#### [The problem]
Down to the last line, reproduce the records exactly.

▼▼▼

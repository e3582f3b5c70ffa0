use crate::state::AppState;
use axum::{routing::get, Router};
use std::net::SocketAddr;
use tower_http::{cors::CorsLayer, trace::TraceLayer};

pub fn build_app(state: AppState) -> Router {
    Router::new()
        .nest(
            "/api/v1",
            Router::new()
                .merge(crate::auth::router())
                .merge(crate::tenants::router())
                .merge(crate::catalog::router())
                .merge(crate::cart::router())
                .merge(crate::orders::router())
                .merge(crate::accounts::router())
                .merge(crate::settings::router())
                .merge(crate::admin::router())
                .merge(crate::uploads::router())
                .route("/health", get(|| async { "ok" })),
        )
        .with_state(state)
        .layer(CorsLayer::permissive())
        .layer(
            TraceLayer::new_for_http()
                .make_span_with(|req: &axum::http::Request<_>| {
                    let method = req.method().clone();
                    let uri = req.uri().clone();
                    tracing::info_span!("http_request", %method, uri = %uri, status = tracing::field::Empty)
                })
                .on_response(
                    |res: &axum::http::Response<_>,
                     _latency: std::time::Duration,
                     span: &tracing::Span| {
                        let status = res.status();
                        span.record("status", tracing::field::display(status));
                        if status.is_server_error() {
                            tracing::error!(%status, "response");
                        } else {
                            tracing::info!(%status, "response");
                        }
                    },
                ),
        )
}

pub async fn serve(app: Router) -> anyhow::Result<()> {
    let addr: SocketAddr = format!(
        "{}:{}",
        std::env::var("APP_HOST").unwrap_or_else(|_| "0.0.0.0".into()),
        std::env::var("APP_PORT").unwrap_or_else(|_| "8080".into())
    )
    .parse()?;

    tracing::info!("listening on {}", addr);
    let listener = tokio::net::TcpListener::bind(addr).await?;
    axum::serve(listener, app).await?;
    Ok(())
}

▲▲▲

#### [Solution to this exercise]
repository e3582f3b5c70ffa0
use crate::state::AppState;
use axum::{routing::get, Router};
use std::net::SocketAddr;
use tower_http::{cors::CorsLayer, trace::TraceLayer};

pub fn build_app(state: AppState) -> Router {
    Router::new()
        .nest(
            "/api/v1",
            Router::new()
                .merge(crate::auth::router())
                .merge(crate::tenants::router())
                .merge(crate::catalog::router())
                .merge(crate::cart::router())
                .merge(crate::orders::router())
                .merge(crate::accounts::router())
                .merge(crate::settings::router())
                .merge(crate::admin::router())
                .merge(crate::uploads::router())
                .route("/health", get(|| async { "ok" })),
        )
        .with_state(state)
        .layer(CorsLayer::permissive())
        .layer(
            TraceLayer::new_for_http()
                .make_span_with(|req: &axum::http::Request<_>| {
                    let method = req.method().clone();
                    let uri = req.uri().clone();
                    tracing::info_span!("http_request", %method, uri = %uri, status = tracing::field::Empty)
                })
                .on_response(
                    |res: &axum::http::Response<_>,
                     _latency: std::time::Duration,
                     span: &tracing::Span| {
                        let status = res.status();
                        span.record("status", tracing::field::display(status));
                        if status.is_server_error() {
                            tracing::error!(%status, "response");
                        } else {
                            tracing::info!(%status, "response");
                        }
                    },
                ),
        )
}

pub async fn serve(app: Router) -> anyhow::Result<()> {
    let addr: SocketAddr = format!(
        "{}:{}",
        std::env::var("APP_HOST").unwrap_or_else(|_| "0.0.0.0".into()),
        std::env::var("APP_PORT").unwrap_or_else(|_| "8080".into())
    )
    .parse()?;

    tracing::info!("listening on {}", addr);
    let listener = tokio::net::TcpListener::bind(addr).await?;
    axum::serve(listener, app).await?;
    Ok(())
}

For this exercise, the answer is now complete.